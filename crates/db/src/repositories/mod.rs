use async_trait::async_trait;
use thiserror::Error;

use joinery_core::domain::commission::{CommissionRole, CommissionTier, TierTable};
use joinery_core::domain::store::{StoreConfig, StoreId};
use joinery_core::errors::{ApplicationError, DomainError};

pub mod commission_tier;
pub mod memory;
pub mod store_config;

pub use commission_tier::SqlCommissionTierRepository;
pub use memory::{InMemoryCommissionTierRepository, InMemoryStoreConfigRepository};
pub use store_config::SqlStoreConfigRepository;

#[derive(Debug, Error)]
pub enum RepositoryError {
    #[error("database error: {0}")]
    Database(#[from] sqlx::Error),
    #[error("decode error: {0}")]
    Decode(String),
    #[error(transparent)]
    Validation(#[from] DomainError),
}

impl From<RepositoryError> for ApplicationError {
    fn from(value: RepositoryError) -> Self {
        match value {
            RepositoryError::Validation(domain) => Self::Domain(domain),
            other => Self::Persistence(other.to_string()),
        }
    }
}

#[async_trait]
pub trait StoreConfigRepository: Send + Sync {
    async fn find(&self, store_id: &StoreId) -> Result<Option<StoreConfig>, RepositoryError>;

    /// Returns `false` when a row for the store already exists. Never overwrites.
    async fn insert_if_absent(&self, config: &StoreConfig) -> Result<bool, RepositoryError>;

    /// Validated upsert for administrative edits.
    async fn save(&self, config: &StoreConfig) -> Result<(), RepositoryError>;

    /// Atomically advances `next_number` and returns the formatted number that
    /// was reserved, or `None` when the store has no configuration.
    async fn reserve_quote_number(
        &self,
        store_id: &StoreId,
        year: i32,
    ) -> Result<Option<String>, RepositoryError>;
}

#[async_trait]
pub trait CommissionTierRepository: Send + Sync {
    async fn list(
        &self,
        store_id: &StoreId,
        role: CommissionRole,
    ) -> Result<Vec<CommissionTier>, RepositoryError>;

    /// Replaces the whole (store, role) table after the write-time overlap check.
    async fn replace(
        &self,
        store_id: &StoreId,
        role: CommissionRole,
        table: &TierTable,
    ) -> Result<(), RepositoryError>;
}

pub(crate) fn decode_err(error: impl std::fmt::Display) -> RepositoryError {
    RepositoryError::Decode(error.to_string())
}
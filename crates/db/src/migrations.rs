use sqlx::migrate::{MigrateError, Migrator};

use crate::DbPool;

pub static MIGRATOR: Migrator = sqlx::migrate!("../../migrations");

pub async fn run_pending(pool: &DbPool) -> Result<(), MigrateError> {
    MIGRATOR.run(pool).await
}
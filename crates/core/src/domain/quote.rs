use rust_decimal::Decimal;
use serde::{Deserialize, Serialize};

use crate::domain::approval::ApprovalOutcome;
use crate::domain::commission::CommissionResult;
use crate::domain::store::{StoreConfig, StoreId};
use crate::errors::DomainError;

#[derive(Clone, Debug, PartialEq, Eq, Hash, Serialize, Deserialize)]
pub struct SellerId(pub String);

#[derive(Clone, Debug, PartialEq, Eq, Serialize, Deserialize)]
pub struct AdditionalCost {
    pub description: String,
    pub amount: Decimal,
}

#[derive(Clone, Debug, PartialEq, Eq, Serialize, Deserialize)]
pub struct QuotePricingInput {
    pub store_id: StoreId,
    pub seller_id: SellerId,
    pub base_value: Decimal,
    pub discount_fraction: Decimal,
    #[serde(default)]
    pub additional_costs: Vec<AdditionalCost>,
    #[serde(default)]
    pub assembly_cost: Decimal,
}

impl QuotePricingInput {
    pub fn new(store_id: StoreId, seller_id: SellerId, base_value: Decimal) -> Self {
        Self {
            store_id,
            seller_id,
            base_value,
            discount_fraction: Decimal::ZERO,
            additional_costs: Vec::new(),
            assembly_cost: Decimal::ZERO,
        }
    }

    pub fn validate(&self) -> Result<(), DomainError> {
        if self.store_id.0.trim().is_empty() {
            return Err(DomainError::invalid_input("store_id", "must not be empty"));
        }
        if self.base_value < Decimal::ZERO {
            return Err(DomainError::invalid_input("base_value", "must not be negative"));
        }
        validate_discount_fraction(self.discount_fraction)?;
        if self.assembly_cost < Decimal::ZERO {
            return Err(DomainError::invalid_input("assembly_cost", "must not be negative"));
        }
        if let Some((index, _)) = self
            .additional_costs
            .iter()
            .enumerate()
            .find(|(_, cost)| cost.amount < Decimal::ZERO)
        {
            return Err(DomainError::invalid_input(
                format!("additional_costs[{index}].amount"),
                "must not be negative",
            ));
        }

        Ok(())
    }
}

pub fn validate_discount_fraction(discount_fraction: Decimal) -> Result<(), DomainError> {
    if discount_fraction < Decimal::ZERO || discount_fraction >= Decimal::ONE {
        return Err(DomainError::invalid_input(
            "discount_fraction",
            format!("must be in range [0, 1), got {discount_fraction}"),
        ));
    }
    Ok(())
}

#[derive(Clone, Debug, PartialEq, Eq, Serialize, Deserialize)]
pub struct CostBreakdown {
    pub factory_cost: Decimal,
    pub seller_commission: Decimal,
    pub manager_commission: Decimal,
    pub measurement_cost: Decimal,
    pub assembly_cost: Decimal,
    pub freight_cost: Decimal,
    pub additional_costs_total: Decimal,
    pub total_costs: Decimal,
}

#[derive(Clone, Debug, Default, PartialEq, Eq, Serialize, Deserialize)]
pub struct CommissionDetail {
    pub seller: CommissionResult,
    pub manager: CommissionResult,
}

/// Everything the cost pipeline derives before an approval decision is attached.
#[derive(Clone, Debug, PartialEq, Eq, Serialize, Deserialize)]
pub struct CostAggregation {
    pub base_value: Decimal,
    pub discount_fraction: Decimal,
    pub final_value: Decimal,
    pub costs: CostBreakdown,
    pub margin: Decimal,
    pub margin_percent: Decimal,
    pub commission_detail: CommissionDetail,
}

#[derive(Clone, Debug, PartialEq, Eq, Serialize, Deserialize)]
pub struct PricingResult {
    pub base_value: Decimal,
    pub discount_fraction: Decimal,
    pub final_value: Decimal,
    pub costs: CostBreakdown,
    pub margin: Decimal,
    pub margin_percent: Decimal,
    pub approval: ApprovalOutcome,
    pub config_snapshot: StoreConfig,
    pub commission_detail: CommissionDetail,
}

impl PricingResult {
    pub fn assemble(
        aggregation: CostAggregation,
        approval: ApprovalOutcome,
        config_snapshot: StoreConfig,
    ) -> Self {
        Self {
            base_value: aggregation.base_value,
            discount_fraction: aggregation.discount_fraction,
            final_value: aggregation.final_value,
            costs: aggregation.costs,
            margin: aggregation.margin,
            margin_percent: aggregation.margin_percent,
            approval,
            config_snapshot,
            commission_detail: aggregation.commission_detail,
        }
    }

    pub fn discount_amount(&self) -> Decimal {
        self.base_value * self.discount_fraction
    }
}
::::::::
_What to do:_ Every one of the records is to be copied word for word.

_Task solution:_
filename crates/db/src/repositories/mod.rs
use async_trait::async_trait;
use thiserror::Error;

use joinery_core::domain::commission::{CommissionRole, CommissionTier, TierTable};
use joinery_core::domain::store::{StoreConfig, StoreId};
use joinery_core::errors::{ApplicationError, DomainError};

pub mod commission_tier;
pub mod memory;
pub mod store_config;

pub use commission_tier::SqlCommissionTierRepository;
pub use memory::{InMemoryCommissionTierRepository, InMemoryStoreConfigRepository};
pub use store_config::SqlStoreConfigRepository;

#[derive(Debug, Error)]
pub enum RepositoryError {
    #[error("database error: {0}")]
    Database(#[from] sqlx::Error),
    #[error("decode error: {0}")]
    Decode(String),
    #[error(transparent)]
    Validation(#[from] DomainError),
}

impl From<RepositoryError> for ApplicationError {
    fn from(value: RepositoryError) -> Self {
        match value {
            RepositoryError::Validation(domain) => Self::Domain(domain),
            other => Self::Persistence(other.to_string()),
        }
    }
}

#[async_trait]
pub trait StoreConfigRepository: Send + Sync {
    async fn find(&self, store_id: &StoreId) -> Result<Option<StoreConfig>, RepositoryError>;

    /// Returns `false` when a row for the store already exists. Never overwrites.
    async fn insert_if_absent(&self, config: &StoreConfig) -> Result<bool, RepositoryError>;

    /// Validated upsert for administrative edits.
    async fn save(&self, config: &StoreConfig) -> Result<(), RepositoryError>;

    /// Atomically advances `next_number` and returns the formatted number that
    /// was reserved, or `None` when the store has no configuration.
    async fn reserve_quote_number(
        &self,
        store_id: &StoreId,
        year: i32,
    ) -> Result<Option<String>, RepositoryError>;
}

#[async_trait]
pub trait CommissionTierRepository: Send + Sync {
    async fn list(
        &self,
        store_id: &StoreId,
        role: CommissionRole,
    ) -> Result<Vec<CommissionTier>, RepositoryError>;

    /// Replaces the whole (store, role) table after the write-time overlap check.
    async fn replace(
        &self,
        store_id: &StoreId,
        role: CommissionRole,
        table: &TierTable,
    ) -> Result<(), RepositoryError>;
}

pub(crate) fn decode_err(error: impl std::fmt::Display) -> RepositoryError {
    RepositoryError::Decode(error.to_string())
}
filename crates/db/src/migrations.rs
use sqlx::migrate::{MigrateError, Migrator};

use crate::DbPool;

pub static MIGRATOR: Migrator = sqlx::migrate!("../../migrations");

pub async fn run_pending(pool: &DbPool) -> Result<(), MigrateError> {
    MIGRATOR.run(pool).await
}
filename crates/core/src/domain/quote.rs
use rust_decimal::Decimal;
use serde::{Deserialize, Serialize};

use crate::domain::approval::ApprovalOutcome;
use crate::domain::commission::CommissionResult;
use crate::domain::store::{StoreConfig, StoreId};
use crate::errors::DomainError;

#[derive(Clone, Debug, PartialEq, Eq, Hash, Serialize, Deserialize)]
pub struct SellerId(pub String);

#[derive(Clone, Debug, PartialEq, Eq, Serialize, Deserialize)]
pub struct AdditionalCost {
    pub description: String,
    pub amount: Decimal,
}

#[derive(Clone, Debug, PartialEq, Eq, Serialize, Deserialize)]
pub struct QuotePricingInput {
    pub store_id: StoreId,
    pub seller_id: SellerId,
    pub base_value: Decimal,
    pub discount_fraction: Decimal,
    #[serde(default)]
    pub additional_costs: Vec<AdditionalCost>,
    #[serde(default)]
    pub assembly_cost: Decimal,
}

impl QuotePricingInput {
    pub fn new(store_id: StoreId, seller_id: SellerId, base_value: Decimal) -> Self {
        Self {
            store_id,
            seller_id,
            base_value,
            discount_fraction: Decimal::ZERO,
            additional_costs: Vec::new(),
            assembly_cost: Decimal::ZERO,
        }
    }

    pub fn validate(&self) -> Result<(), DomainError> {
        if self.store_id.0.trim().is_empty() {
            return Err(DomainError::invalid_input("store_id", "must not be empty"));
        }
        if self.base_value < Decimal::ZERO {
            return Err(DomainError::invalid_input("base_value", "must not be negative"));
        }
        validate_discount_fraction(self.discount_fraction)?;
        if self.assembly_cost < Decimal::ZERO {
            return Err(DomainError::invalid_input("assembly_cost", "must not be negative"));
        }
        if let Some((index, _)) = self
            .additional_costs
            .iter()
            .enumerate()
            .find(|(_, cost)| cost.amount < Decimal::ZERO)
        {
            return Err(DomainError::invalid_input(
                format!("additional_costs[{index}].amount"),
                "must not be negative",
            ));
        }

        Ok(())
    }
}

pub fn validate_discount_fraction(discount_fraction: Decimal) -> Result<(), DomainError> {
    if discount_fraction < Decimal::ZERO || discount_fraction >= Decimal::ONE {
        return Err(DomainError::invalid_input(
            "discount_fraction",
            format!("must be in range [0, 1), got {discount_fraction}"),
        ));
    }
    Ok(())
}

#[derive(Clone, Debug, PartialEq, Eq, Serialize, Deserialize)]
pub struct CostBreakdown {
    pub factory_cost: Decimal,
    pub seller_commission: Decimal,
    pub manager_commission: Decimal,
    pub measurement_cost: Decimal,
    pub assembly_cost: Decimal,
    pub freight_cost: Decimal,
    pub additional_costs_total: Decimal,
    pub total_costs: Decimal,
}

#[derive(Clone, Debug, Default, PartialEq, Eq, Serialize, Deserialize)]
pub struct CommissionDetail {
    pub seller: CommissionResult,
    pub manager: CommissionResult,
}

/// Everything the cost pipeline derives before an approval decision is attached.
#[derive(Clone, Debug, PartialEq, Eq, Serialize, Deserialize)]
pub struct CostAggregation {
    pub base_value: Decimal,
    pub discount_fraction: Decimal,
    pub final_value: Decimal,
    pub costs: CostBreakdown,
    pub margin: Decimal,
    pub margin_percent: Decimal,
    pub commission_detail: CommissionDetail,
}

#[derive(Clone, Debug, PartialEq, Eq, Serialize, Deserialize)]
pub struct PricingResult {
    pub base_value: Decimal,
    pub discount_fraction: Decimal,
    pub final_value: Decimal,
    pub costs: CostBreakdown,
    pub margin: Decimal,
    pub margin_percent: Decimal,
    pub approval: ApprovalOutcome,
    pub config_snapshot: StoreConfig,
    pub commission_detail: CommissionDetail,
}

impl PricingResult {
    pub fn assemble(
        aggregation: CostAggregation,
        approval: ApprovalOutcome,
        config_snapshot: StoreConfig,
    ) -> Self {
        Self {
            base_value: aggregation.base_value,
            discount_fraction: aggregation.discount_fraction,
            final_value: aggregation.final_value,
            costs: aggregation.costs,
            margin: aggregation.margin,
            margin_percent: aggregation.margin_percent,
            approval,
            config_snapshot,
            commission_detail: aggregation.commission_detail,
        }
    }

    pub fn discount_amount(&self) -> Decimal {
        self.base_value * self.discount_fraction
    }
}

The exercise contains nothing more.